I like said, they are extreme. But something needs to be done. And communicators, let’s use our voice to help that happen.

2. More Attention on Small Businesses

The coined phrase “too big to fail” is probably the worst phrase we had to hear this decade (actually it’s a toss up between that, and anything that came out the mouth of Paris Hilton).

Quite frankly, these organizations got “too big to fail” due to our society’s reluctance to work with the little guys.

With millions of businesses out there, you’re telling me that less than 100 businesses crippled our economy?

Supporting small business increases the survival of our economy, cost of living, and overall quality of life. Go local, help the nation.

Few tips:

-Banking: If you decide to trust a bank again, use local and regional.
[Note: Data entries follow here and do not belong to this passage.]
//! Logger initialization.
//!
//! This module provides functions to initialize the logger with custom formatting.

use std::io::Write;

use crate::config::LogFormat;
use crate::error_handling::InitializationError;
use colored::*;
use log::LevelFilter;

/// Initializes the logger with the specified level and format.
///
/// Configures `env_logger` with custom formatting: plain text (colored) or one
/// JSON object per line.
///
/// `RUST_LOG` is read first and the provided `level` overrides it, so
/// per-module filters from the environment still apply to dependencies.
///
/// # Errors
///
/// Returns `InitializationError::LoggerError` if a logger is already installed.
///
/// # Examples
///
/// ```bash
/// # Override with CLI args (takes precedence)
/// RUST_LOG=debug deal_reconciler --log-level info scan --asset-id 3
///
/// # Per-module filtering via RUST_LOG
/// RUST_LOG=deal_reconciler=debug,sqlx=warn deal_reconciler scan --asset-id 3
/// ```
pub fn init_logger_with(level: LevelFilter, format: LogFormat) -> Result<(), InitializationError> {
    colored::control::set_override(true);

    let mut builder = env_logger::Builder::from_default_env();

    builder.filter_level(level);
    builder.filter_module("html5ever", LevelFilter::Error);
    builder.filter_module("selectors", LevelFilter::Warn);
    builder.filter_module("sqlx", LevelFilter::Warn);
    builder.filter_module("reqwest", LevelFilter::Info);
    builder.filter_module("hyper", LevelFilter::Info);
    builder.filter_module("deal_reconciler", level);

    match format {
        LogFormat::Json => {
            builder.format(|buf, record| {
                writeln!(
                    buf,
                    "{}",
                    json_line(
                        chrono::Utc::now().timestamp_millis(),
                        record.level(),
                        record.target(),
                        &record.args().to_string(),
                    )
                )
            });
        }
        LogFormat::Plain => {
            builder.format(|buf, record| {
                let level = record.level();
                let colored_level = match level {
                    log::Level::Error => level.to_string().red(),
                    log::Level::Warn => level.to_string().yellow(),
                    log::Level::Info => level.to_string().green(),
                    log::Level::Debug => level.to_string().blue(),
                    log::Level::Trace => level.to_string().purple(),
                };

                writeln!(
                    buf,
                    "{} {} [{}] {}",
                    chrono::Utc::now().format("%H:%M:%S%.3f"),
                    short_target(record.target()).cyan(),
                    colored_level,
                    record.args()
                )
            });
        }
    }

    builder.try_init().map_err(InitializationError::from)?;

    Ok(())
}

/// One log record as a single-line JSON object.
fn json_line(ts_ms: i64, level: log::Level, target: &str, msg: &str) -> String {
    serde_json::json!({
        "ts": ts_ms,
        "level": level.as_str(),
        "target": target,
        "msg": msg,
    })
    .to_string()
}

/// Drops the crate prefix so plain lines read `scan` instead of `deal_reconciler::scan`.
fn short_target(target: &str) -> &str {
    target
        .strip_prefix("deal_reconciler::")
        .unwrap_or(target)
}
//! Brand and deal matching.
//!
//! Given one extracted link, decide which known brand (by registered domain)
//! and which occupying deal (by tracking domain or URL shape) it belongs to.
//! No match is a normal outcome, never an error.

mod brand;
mod deal;

pub use brand::{match_brand, BrandMatch};
pub use deal::{match_deal, DealMatch, DealMatchKind};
-B2B: The blame goes to small businesses too. We got to work together to stay relevant.

-Marketing: From my post, “Open letter to Charlotte…” statistics are there stating the dismal online performances- FREE performances actually- of small businesses. Contact those businesses that have dedicated to work with you. (Insert self-plug here).

3. Communicators: Can We Stop with the “Thought Leader” Nonsense?

Marketing, advertising, and public relations combined is the language of business; large and small. Of course we are going to have forums and conferences about “the state of marketing, advertising, public relations,yadda yadda”, but let’s get back to basics here. This industry was created because many businesspeople need assistance getting their message out. Period. Why not focus on the biggest segment of the U.S. Economy (psst, that’s small business)?

In any case, we, communicators, make the world go round. If business controls government (which it does), and marketing/communications is the language of business (which it is), it seems like we got some work to do.